Questions about standards (measuring rods) for micrometers

I give a lot of credit to you machinists who have customers. I get enough of that at work.

In my shop, I am too selfish about my creative freedom to allow in others who might alter the path that I want to take. Again, I get more than enough of that at work.

Having said that, I retire in a little over 11 years, and I might change my tune when I need customers’ money.
I work on airplanes and for the most part I have good customers but just a couple are bad enough for me to want to get out of business... I used to enjoy it, now it has become a chore that pays the bills. The ones that are the worst are when you are charging less than most people in my area, I have to travel to them and no matter what, its too much and they nit pick everything you do. Tim
 
My great-uncle, always said, “you machine to the tolerance the customer is willing to pay for, the tighter the tolerance, the more it cost”
 
The ones that are the worst are when you are charging less than most people in my area, I have to travel to them and no matter what, its too much and they nit pick everything you do. Tim

I have fired a few of these. It's the old 80/20 rule, they are 80% of your grief and 20% (or less) of your income.
 
Regarding measuring rods for outside micrometers, my questions are:

(1) to what degree do you trust import measuring rods?,
2) do you zero your micrometer before using it?, and
(3) should I be concerned about buying used measuring rods?

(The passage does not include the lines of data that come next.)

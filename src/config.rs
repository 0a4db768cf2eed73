//! Configuration for the four-stage pipeline.
//!
//! Every stage reads its directories and knobs from one [`PipelineConfig`],
//! built via [`PipelineConfigBuilder`]. The pipeline communicates only
//! through the filesystem, so the config is mostly a list of directories:
//! each stage reads from its predecessor's output directory and writes to
//! its own.
//!
//! The LLM credential is an explicit config value with a documented
//! environment fallback (`OPENAI_API_KEY`), resolved by
//! [`PipelineConfig::resolve_api_key`] only when the parser actually has
//! work to do.

use crate::error::Bio2CsvError;
use crate::progress::ProgressCallback;
use edgequake_llm::LLMProvider;
use std::fmt;
use std::path::{Path, PathBuf};
use std::sync::Arc;

/// Environment variable consulted when no explicit API key is configured.
pub const API_KEY_ENV: &str = "OPENAI_API_KEY";

/// Default external text-extraction command (ships with pdfminer.six).
pub const DEFAULT_EXTRACT_TOOL: &str = "pdf2txt.py";

/// Bookmarks targeting a page before this one are front matter.
pub const DEFAULT_FIRST_CONTENT_PAGE: usize = 6;

/// Configuration for a pipeline run.
///
/// # Example
/// ```rust
/// use bio2csv::PipelineConfig;
///
/// let config = PipelineConfig::builder()
///     .workdir("data")
///     .source_pdf("data/PioneeringWomenSupplement.pdf")
///     .build()
///     .unwrap();
/// assert!(config.text_dir.ends_with("extract"));
/// ```
#[derive(Clone)]
pub struct PipelineConfig {
    /// The bookmarked source PDF consumed by the splitter.
    pub source_pdf: PathBuf,

    /// Output of the splitter: one `{slug}.pdf` per person.
    pub split_dir: PathBuf,

    /// Output of the extractor: one `{slug}.pdf.txt` per person.
    pub text_dir: PathBuf,

    /// Output of the parser: one `{slug}.json` per person.
    pub parse_dir: PathBuf,

    /// Output of the joiner: six CSV tables.
    pub join_dir: PathBuf,

    /// Bookmarks before this 1-based page are skipped. Default: 6.
    pub first_content_page: usize,

    /// Command invoked as `<tool> <pdf>`; must print the text on stdout.
    pub extract_tool: String,

    /// Explicit LLM API key. Falls back to `OPENAI_API_KEY` when `None`.
    pub api_key: Option<String>,

    /// Pre-constructed LLM provider. Takes precedence over `api_key`.
    pub provider: Option<Arc<dyn LLMProvider>>,

    /// Explicit pdfium shared-library path.
    pub pdfium_lib_path: Option<PathBuf>,

    /// Optional per-item progress events.
    pub progress_callback: Option<ProgressCallback>,
}

impl Default for PipelineConfig {
    fn default() -> Self {
        Self::with_workdir("data")
    }
}

impl fmt::Debug for PipelineConfig {
    fn fmt(&self, f: &mut fmt::Formatter<'_>) -> fmt::Result {
        f.debug_struct("PipelineConfig")
            .field("source_pdf", &self.source_pdf)
            .field("split_dir", &self.split_dir)
            .field("text_dir", &self.text_dir)
            .field("parse_dir", &self.parse_dir)
            .field("join_dir", &self.join_dir)
            .field("first_content_page", &self.first_content_page)
            .field("extract_tool", &self.extract_tool)
            .field("api_key", &self.api_key.as_ref().map(|_| "<redacted>"))
            .field("provider", &self.provider.as_ref().map(|_| "<dyn LLMProvider>"))
            .field("pdfium_lib_path", &self.pdfium_lib_path)
            .finish()
    }
}

impl PipelineConfig {
    /// Create a new builder for `PipelineConfig`.
    pub fn builder() -> PipelineConfigBuilder {
        PipelineConfigBuilder {
            config: Self::default(),
        }
    }

    /// Default layout under `root`: `source.pdf`, `split/`, `extract/`,
    /// `parse/`, `join/`.
    pub fn with_workdir(root: impl AsRef<Path>) -> Self {
        let root = root.as_ref();
        Self {
            source_pdf: root.join("source.pdf"),
            split_dir: root.join("split"),
            text_dir: root.join("extract"),
            parse_dir: root.join("parse"),
            join_dir: root.join("join"),
            first_content_page: DEFAULT_FIRST_CONTENT_PAGE,
            extract_tool: DEFAULT_EXTRACT_TOOL.to_string(),
            api_key: None,
            provider: None,
            pdfium_lib_path: None,
            progress_callback: None,
        }
    }

    /// Resolve the LLM credential: explicit value first, then
    /// `OPENAI_API_KEY`. Empty strings count as unset.
    pub fn resolve_api_key(&self) -> Result<String, Bio2CsvError> {
        let env_key = std::env::var(API_KEY_ENV).ok();
        resolve_key(self.api_key.as_deref(), env_key.as_deref())
    }
}

fn resolve_key(explicit: Option<&str>, env: Option<&str>) -> Result<String, Bio2CsvError> {
    explicit
        .filter(|k| !k.trim().is_empty())
        .or(env.filter(|k| !k.trim().is_empty()))
        .map(str::to_string)
        .ok_or_else(|| Bio2CsvError::MissingCredential {
            hint: format!("Pass --api-key or set {API_KEY_ENV}."),
        })
}

/// Builder for [`PipelineConfig`].
#[derive(Debug)]
pub struct PipelineConfigBuilder {
    config: PipelineConfig,
}

impl PipelineConfigBuilder {
    /// Re-root all four stage directories (and the default source path).
    /// Call before the per-directory setters.
    pub fn workdir(mut self, root: impl AsRef<Path>) -> Self {
        let fresh = PipelineConfig::with_workdir(root);
        self.config.source_pdf = fresh.source_pdf;
        self.config.split_dir = fresh.split_dir;
        self.config.text_dir = fresh.text_dir;
        self.config.parse_dir = fresh.parse_dir;
        self.config.join_dir = fresh.join_dir;
        self
    }

    pub fn source_pdf(mut self, path: impl Into<PathBuf>) -> Self {
        self.config.source_pdf = path.into();
        self
    }

    pub fn split_dir(mut self, path: impl Into<PathBuf>) -> Self {
        self.config.split_dir = path.into();
        self
    }

    pub fn text_dir(mut self, path: impl Into<PathBuf>) -> Self {
        self.config.text_dir = path.into();
        self
    }

    pub fn parse_dir(mut self, path: impl Into<PathBuf>) -> Self {
        self.config.parse_dir = path.into();
        self
    }

    pub fn join_dir(mut self, path: impl Into<PathBuf>) -> Self {
        self.config.join_dir = path.into();
        self
    }

    pub fn first_content_page(mut self, page: usize) -> Self {
        self.config.first_content_page = page;
        self
    }

    pub fn extract_tool(mut self, tool: impl Into<String>) -> Self {
        self.config.extract_tool = tool.into();
        self
    }

    pub fn api_key(mut self, key: impl Into<String>) -> Self {
        self.config.api_key = Some(key.into());
        self
    }

    pub fn provider(mut self, provider: Arc<dyn LLMProvider>) -> Self {
        self.config.provider = Some(provider);
        self
    }

    pub fn pdfium_lib_path(mut self, path: impl Into<PathBuf>) -> Self {
        self.config.pdfium_lib_path = Some(path.into());
        self
    }

    pub fn progress_callback(mut self, cb: ProgressCallback) -> Self {
        self.config.progress_callback = Some(cb);
        self
    }

    /// Build the configuration, validating constraints.
    pub fn build(self) -> Result<PipelineConfig, Bio2CsvError> {
        let c = &self.config;
        if c.first_content_page == 0 {
            return Err(Bio2CsvError::InvalidConfig(
                "first content page is 1-based, got 0".into(),
            ));
        }
        if c.extract_tool.trim().is_empty() {
            return Err(Bio2CsvError::InvalidConfig(
                "extract tool must not be empty".into(),
            ));
        }
        let dirs = [&c.split_dir, &c.text_dir, &c.parse_dir, &c.join_dir];
        for (i, a) in dirs.iter().enumerate() {
            if dirs[i + 1..].contains(a) {
                return Err(Bio2CsvError::InvalidConfig(format!(
                    "stage directories must be distinct, '{}' is used twice",
                    a.display()
                )));
            }
        }
        Ok(self.config)
    }
}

For my imperial mikes, I have Shars standards and Shars gage blocks.

For my metric mikes, I bought used Starrett and Mitutoyo standards.

As far as what tolerance I am shooting for, it doesn’t actually matter, BUT I do take my hobby seriously and I shoot for .001” or better. I fail more often than I succeed. I am striving to be able to work to .0003” one day; like I said, it will probably never have any practical application because most of what I do is just an exercise.

I make no effort for temperature control, but I do make an effort to clean the surfaces of oil before I take measurements. That should give you an idea of what precision I am aiming for. For myself, I consider anything much over a thou out to be a failure (or should I say a learning experience?).
bit late here, all my digi verniers are out, according to my Starrett standard and by quite a way too, they are not well known makes but hell!!
 
bit late here, all my digi verniers are out, according to my Starrett standard and by quite a way too, they are not well known makes but hell!!

Well, that’s not good! +1 for dial type (analog) calipers.
 
bit late here, all my digi verniers are out, according to my Starrett standard and by quite a way too, they are not well known makes but hell!!

I'm a little confused. Are they digital or vernier, how many and how far out?
 
Something to ponder: you can never calibrate a micrometer. A micrometer is linear, or y=mx+b in slope-intercept form. There ate two terms, m (slope) and b (intercept). You can adjust the intercept; that is called zeroing, and it's what you do with your standard. But you cannot change the x/y relationship, that is ground into the threads of the mic barrel. All you can do is VERIFY calibration with a check standard. If your mic measures 1.010" over it's range on a 1.000" standard, and 2.040 on a 2" standard, you can't adjust that out, so the caliper would be disposed of. You can adjust the zero for 1.000 and 2.030, but you can't make that second reading change in any way.

Between micrometers, technique, temperature, and anything else we can think of to control, there will always be issues that skew your measurement off of the true value. Hence measurement error, error budget factors, and compounding errors that all go into effect when deriving precision and accuracy. These are the reasons I don't work to 10ths!
 
I check my mics every couple seasons or so.

My shop is in my basement. Climate control is better than an unheated garage/shed, but it ain't 72* year-round. It gets up to the 80s or so in the summer and down to the 50s or so in the winter.

Sometimes I have to give one or two a little tweak, but never more than a couple tenths' worth.
 
I work on airplanes and for the most part I have good customers but just a couple are bad enough for me to want to get out of business... I used to enjoy it, now it has become a chore that pays the bills. The ones that are the worst are when you are charging less than most people in my area, I have to travel to them and no matter what, its too much and they nit pick everything you do. Tim


I have thought for a long time that the biggest problem in aviation are the pilots.